◆ REQUIRED WORK: Every record here must be set down once more, precisely as it reads.

◆ Records from a collection:
★ ★ ★

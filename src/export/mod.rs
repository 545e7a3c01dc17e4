//! Export orchestration.
//!
//! The linear pipeline behind the public entry point:
//!
//! `validate → dedup check → mint numbers → resolve items → render →
//! persist-if-new → return buffer + metadata`
//!
//! On a dedup hit the stored document keeps its identity but the response
//! still carries a freshly minted export-facing number — persisted numbers
//! may use Cyrillic prefixes unsuitable for filenames, and every download
//! should be distinguishable even when it reuses the underlying document.
//! Persistence failures never fail an export that already has a rendered
//! buffer; the missing `document_id` tells the caller no row backs it.

use std::sync::Arc;

use chrono::Utc;
use futures::future::join_all;
use rust_decimal::Decimal;
use tracing::{debug, error, info, warn};

use crate::catalog::{ProductMatcher, SUPPLIER_SKU_ALIASES, property_text};
use crate::core::{
    CartItem, CatalogMatch, ClientInfo, ClientRecord, DocumentType, ExportData, ExportError,
    ExportFormat, ItemKind, ResolvedItem, display_name, mint_numbers, sanitize_filename,
};
use crate::dedup::Deduplicator;
use crate::persist::DocumentPersister;
use crate::render::pdf::{BrowserEngine, PdfRenderer};
use crate::render::{RendererKind, csv, excel, renderer_for};
use crate::store::{ClientStore, Store};

/// Parameters of one export act.
#[derive(Debug, Clone)]
pub struct ExportRequest {
    pub doc_type: DocumentType,
    pub format: ExportFormat,
    pub client_id: String,
    pub items: Vec<CartItem>,
    pub total_amount: Decimal,
    /// Groups repeated exports of one cart instance (primary dedup key).
    pub cart_session_id: Option<String>,
    /// Upstream document this export derives from.
    pub parent_document_id: Option<String>,
    /// Recorded as `created_by` on fresh documents; defaults to `system`.
    pub created_by: Option<String>,
}

/// Result of one export act.
#[derive(Debug)]
pub struct ExportOutcome {
    pub buffer: Vec<u8>,
    pub filename: String,
    pub mime_type: &'static str,
    /// Export-facing document number (always Latin-prefixed).
    pub document_number: String,
    /// Persisted document id; `None` when the write failed or was skipped.
    pub document_id: Option<String>,
    pub document_type: Option<DocumentType>,
}

/// Top-level export pipeline.
pub struct ExportService {
    store: Arc<dyn Store>,
    matcher: ProductMatcher,
    dedup: Deduplicator,
    persister: DocumentPersister,
    pdf: PdfRenderer,
}

impl ExportService {
    pub fn new<S>(store: Arc<S>, engine: Arc<dyn BrowserEngine>) -> Self
    where
        S: Store + 'static,
    {
        Self::with_pdf_renderer(store, PdfRenderer::new(engine))
    }

    /// Service with a custom PDF renderer (timeout/reuse knobs).
    pub fn with_pdf_renderer<S>(store: Arc<S>, pdf: PdfRenderer) -> Self
    where
        S: Store + 'static,
    {
        Self {
            matcher: ProductMatcher::new(store.clone()),
            dedup: Deduplicator::new(store.clone()),
            persister: DocumentPersister::new(store.clone()),
            pdf,
            store,
        }
    }

    /// Run one export end to end.
    pub async fn export_document(
        &self,
        request: ExportRequest,
    ) -> Result<ExportOutcome, ExportError> {
        if request.client_id.is_empty() {
            return Err(ExportError::Validation("clientId is required".into()));
        }
        if request.items.is_empty() {
            return Err(ExportError::Validation("cart is empty".into()));
        }

        info!(
            doc_type = ?request.doc_type,
            format = ?request.format,
            client_id = %request.client_id,
            items = request.items.len(),
            "export requested"
        );

        let client = self.ensure_client(&request.client_id).await;

        let existing = self
            .dedup
            .find_existing(
                request.doc_type,
                request.parent_document_id.as_deref(),
                request.cart_session_id.as_deref(),
                &request.client_id,
                &request.items,
                request.total_amount,
            )
            .await;

        let numbers = mint_numbers(request.doc_type, Utc::now().timestamp_millis());

        // Resolution is read-only and embarrassingly parallel; output order
        // follows the cart.
        let matches = join_all(request.items.iter().map(|item| self.matcher.resolve(item))).await;
        let items: Vec<ResolvedItem> = request
            .items
            .iter()
            .zip(matches)
            .enumerate()
            .map(|(index, (item, matches))| resolve_item(index, item, matches))
            .collect();

        let data = ExportData {
            doc_type: request.doc_type,
            document_number: numbers.export_facing.clone(),
            client,
            items,
            total_amount: request.total_amount,
            supplier: None,
        };

        let buffer = self.render(&data, request.format).await?;

        let (document_id, document_type) = match existing {
            Some(document) => {
                debug!(
                    document = %document.number,
                    id = %document.id,
                    "reusing existing document, skipping persistence"
                );
                (Some(document.id), Some(request.doc_type))
            }
            None => {
                let created_by = request.created_by.as_deref().unwrap_or("system");
                match self
                    .persister
                    .create(
                        request.doc_type,
                        &request.client_id,
                        created_by,
                        &request.items,
                        request.total_amount,
                        &numbers.canonical,
                        request.parent_document_id.as_deref(),
                        request.cart_session_id.as_deref(),
                    )
                    .await
                {
                    Ok(record) => (Some(record.id), Some(request.doc_type)),
                    Err(error) => {
                        // The caller still gets their buffer; the missing id
                        // signals that no database row backs this artifact.
                        error!(%error, "document persistence failed, returning buffer anyway");
                        (None, None)
                    }
                }
            }
        };

        let filename = format!(
            "{}.{}",
            sanitize_filename(&numbers.export_facing),
            request.format.extension()
        );

        Ok(ExportOutcome {
            buffer,
            filename,
            mime_type: request.format.mime_type(),
            document_number: numbers.export_facing,
            document_id,
            document_type,
        })
    }

    async fn render(&self, data: &ExportData, format: ExportFormat) -> Result<Vec<u8>, ExportError> {
        match renderer_for(data.doc_type, format) {
            RendererKind::Pdf => self.pdf.render(data).await,
            RendererKind::ExcelOrder => excel::to_order_workbook(data),
            RendererKind::ExcelSimple => excel::to_flat_workbook(data),
            RendererKind::Csv => Ok(csv::to_csv(data).into_bytes()),
        }
    }

    /// Load the client, provisioning a placeholder when missing.
    ///
    /// The generic export path must keep working for demo flows where the
    /// CRM record does not exist yet; the stricter persistence path will
    /// still refuse clients that cannot even be created.
    async fn ensure_client(&self, client_id: &str) -> ClientInfo {
        match self.store.client(client_id).await {
            Ok(Some(record)) => return ClientInfo::from(&record),
            Ok(None) => warn!(client_id, "client not found, provisioning placeholder"),
            Err(error) => warn!(client_id, %error, "client lookup failed, using placeholder"),
        }

        let placeholder = placeholder_client(client_id);
        match self.store.create_client(placeholder.clone()).await {
            Ok(record) => ClientInfo::from(&record),
            Err(error) => {
                warn!(client_id, %error, "placeholder client write failed, rendering unpersisted");
                ClientInfo::from(&placeholder)
            }
        }
    }
}

fn placeholder_client(client_id: &str) -> ClientRecord {
    ClientRecord {
        id: client_id.to_string(),
        first_name: "Тестовый".to_string(),
        last_name: "Клиент".to_string(),
        middle_name: None,
        phone: Some("+7 (999) 123-45-67".to_string()),
        address: Some("Тестовый адрес".to_string()),
        email: Some("test@example.com".to_string()),
    }
}

/// Assemble the renderer-facing view of one cart item.
fn resolve_item(index: usize, item: &CartItem, matches: Vec<CatalogMatch>) -> ResolvedItem {
    let kind = if item.is_handle() {
        ItemKind::Handle
    } else {
        item.kind
    };
    let sku = item
        .sku_1c
        .clone()
        .or_else(|| {
            matches
                .first()
                .and_then(|m| property_text(&m.properties, SUPPLIER_SKU_ALIASES))
        })
        .unwrap_or_else(|| "N/A".to_string());
    ResolvedItem {
        row_number: index + 1,
        sku,
        name: display_name(item),
        kind,
        unit_price: item.unit_price,
        quantity: item.quantity,
        total: item.line_total(),
        matches,
    }
}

★ ★ ★

◆ WRITTEN SOLUTION:
filename src/export/mod.rs
repository 545e7a3c01dc17e4
//! Export orchestration.
//!
//! The linear pipeline behind the public entry point:
//!
//! `validate → dedup check → mint numbers → resolve items → render →
//! persist-if-new → return buffer + metadata`
//!
//! On a dedup hit the stored document keeps its identity but the response
//! still carries a freshly minted export-facing number — persisted numbers
//! may use Cyrillic prefixes unsuitable for filenames, and every download
//! should be distinguishable even when it reuses the underlying document.
//! Persistence failures never fail an export that already has a rendered
//! buffer; the missing `document_id` tells the caller no row backs it.

use std::sync::Arc;

use chrono::Utc;
use futures::future::join_all;
use rust_decimal::Decimal;
use tracing::{debug, error, info, warn};

use crate::catalog::{ProductMatcher, SUPPLIER_SKU_ALIASES, property_text};
use crate::core::{
    CartItem, CatalogMatch, ClientInfo, ClientRecord, DocumentType, ExportData, ExportError,
    ExportFormat, ItemKind, ResolvedItem, display_name, mint_numbers, sanitize_filename,
};
use crate::dedup::Deduplicator;
use crate::persist::DocumentPersister;
use crate::render::pdf::{BrowserEngine, PdfRenderer};
use crate::render::{RendererKind, csv, excel, renderer_for};
use crate::store::{ClientStore, Store};

/// Parameters of one export act.
#[derive(Debug, Clone)]
pub struct ExportRequest {
    pub doc_type: DocumentType,
    pub format: ExportFormat,
    pub client_id: String,
    pub items: Vec<CartItem>,
    pub total_amount: Decimal,
    /// Groups repeated exports of one cart instance (primary dedup key).
    pub cart_session_id: Option<String>,
    /// Upstream document this export derives from.
    pub parent_document_id: Option<String>,
    /// Recorded as `created_by` on fresh documents; defaults to `system`.
    pub created_by: Option<String>,
}

/// Result of one export act.
#[derive(Debug)]
pub struct ExportOutcome {
    pub buffer: Vec<u8>,
    pub filename: String,
    pub mime_type: &'static str,
    /// Export-facing document number (always Latin-prefixed).
    pub document_number: String,
    /// Persisted document id; `None` when the write failed or was skipped.
    pub document_id: Option<String>,
    pub document_type: Option<DocumentType>,
}

/// Top-level export pipeline.
pub struct ExportService {
    store: Arc<dyn Store>,
    matcher: ProductMatcher,
    dedup: Deduplicator,
    persister: DocumentPersister,
    pdf: PdfRenderer,
}

impl ExportService {
    pub fn new<S>(store: Arc<S>, engine: Arc<dyn BrowserEngine>) -> Self
    where
        S: Store + 'static,
    {
        Self::with_pdf_renderer(store, PdfRenderer::new(engine))
    }

    /// Service with a custom PDF renderer (timeout/reuse knobs).
    pub fn with_pdf_renderer<S>(store: Arc<S>, pdf: PdfRenderer) -> Self
    where
        S: Store + 'static,
    {
        Self {
            matcher: ProductMatcher::new(store.clone()),
            dedup: Deduplicator::new(store.clone()),
            persister: DocumentPersister::new(store.clone()),
            pdf,
            store,
        }
    }

    /// Run one export end to end.
    pub async fn export_document(
        &self,
        request: ExportRequest,
    ) -> Result<ExportOutcome, ExportError> {
        if request.client_id.is_empty() {
            return Err(ExportError::Validation("clientId is required".into()));
        }
        if request.items.is_empty() {
            return Err(ExportError::Validation("cart is empty".into()));
        }

        info!(
            doc_type = ?request.doc_type,
            format = ?request.format,
            client_id = %request.client_id,
            items = request.items.len(),
            "export requested"
        );

        let client = self.ensure_client(&request.client_id).await;

        let existing = self
            .dedup
            .find_existing(
                request.doc_type,
                request.parent_document_id.as_deref(),
                request.cart_session_id.as_deref(),
                &request.client_id,
                &request.items,
                request.total_amount,
            )
            .await;

        let numbers = mint_numbers(request.doc_type, Utc::now().timestamp_millis());

        // Resolution is read-only and embarrassingly parallel; output order
        // follows the cart.
        let matches = join_all(request.items.iter().map(|item| self.matcher.resolve(item))).await;
        let items: Vec<ResolvedItem> = request
            .items
            .iter()
            .zip(matches)
            .enumerate()
            .map(|(index, (item, matches))| resolve_item(index, item, matches))
            .collect();

        let data = ExportData {
            doc_type: request.doc_type,
            document_number: numbers.export_facing.clone(),
            client,
            items,
            total_amount: request.total_amount,
            supplier: None,
        };

        let buffer = self.render(&data, request.format).await?;

        let (document_id, document_type) = match existing {
            Some(document) => {
                debug!(
                    document = %document.number,
                    id = %document.id,
                    "reusing existing document, skipping persistence"
                );
                (Some(document.id), Some(request.doc_type))
            }
            None => {
                let created_by = request.created_by.as_deref().unwrap_or("system");
                match self
                    .persister
                    .create(
                        request.doc_type,
                        &request.client_id,
                        created_by,
                        &request.items,
                        request.total_amount,
                        &numbers.canonical,
                        request.parent_document_id.as_deref(),
                        request.cart_session_id.as_deref(),
                    )
                    .await
                {
                    Ok(record) => (Some(record.id), Some(request.doc_type)),
                    Err(error) => {
                        // The caller still gets their buffer; the missing id
                        // signals that no database row backs this artifact.
                        error!(%error, "document persistence failed, returning buffer anyway");
                        (None, None)
                    }
                }
            }
        };

        let filename = format!(
            "{}.{}",
            sanitize_filename(&numbers.export_facing),
            request.format.extension()
        );

        Ok(ExportOutcome {
            buffer,
            filename,
            mime_type: request.format.mime_type(),
            document_number: numbers.export_facing,
            document_id,
            document_type,
        })
    }

    async fn render(&self, data: &ExportData, format: ExportFormat) -> Result<Vec<u8>, ExportError> {
        match renderer_for(data.doc_type, format) {
            RendererKind::Pdf => self.pdf.render(data).await,
            RendererKind::ExcelOrder => excel::to_order_workbook(data),
            RendererKind::ExcelSimple => excel::to_flat_workbook(data),
            RendererKind::Csv => Ok(csv::to_csv(data).into_bytes()),
        }
    }

    /// Load the client, provisioning a placeholder when missing.
    ///
    /// The generic export path must keep working for demo flows where the
    /// CRM record does not exist yet; the stricter persistence path will
    /// still refuse clients that cannot even be created.
    async fn ensure_client(&self, client_id: &str) -> ClientInfo {
        match self.store.client(client_id).await {
            Ok(Some(record)) => return ClientInfo::from(&record),
            Ok(None) => warn!(client_id, "client not found, provisioning placeholder"),
            Err(error) => warn!(client_id, %error, "client lookup failed, using placeholder"),
        }

        let placeholder = placeholder_client(client_id);
        match self.store.create_client(placeholder.clone()).await {
            Ok(record) => ClientInfo::from(&record),
            Err(error) => {
                warn!(client_id, %error, "placeholder client write failed, rendering unpersisted");
                ClientInfo::from(&placeholder)
            }
        }
    }
}

fn placeholder_client(client_id: &str) -> ClientRecord {
    ClientRecord {
        id: client_id.to_string(),
        first_name: "Тестовый".to_string(),
        last_name: "Клиент".to_string(),
        middle_name: None,
        phone: Some("+7 (999) 123-45-67".to_string()),
        address: Some("Тестовый адрес".to_string()),
        email: Some("test@example.com".to_string()),
    }
}

/// Assemble the renderer-facing view of one cart item.
fn resolve_item(index: usize, item: &CartItem, matches: Vec<CatalogMatch>) -> ResolvedItem {
    let kind = if item.is_handle() {
        ItemKind::Handle
    } else {
        item.kind
    };
    let sku = item
        .sku_1c
        .clone()
        .or_else(|| {
            matches
                .first()
                .and_then(|m| property_text(&m.properties, SUPPLIER_SKU_ALIASES))
        })
        .unwrap_or_else(|| "N/A".to_string());
    ResolvedItem {
        row_number: index + 1,
        sku,
        name: display_name(item),
        kind,
        unit_price: item.unit_price,
        quantity: item.quantity,
        total: item.line_total(),
        matches,
    }
}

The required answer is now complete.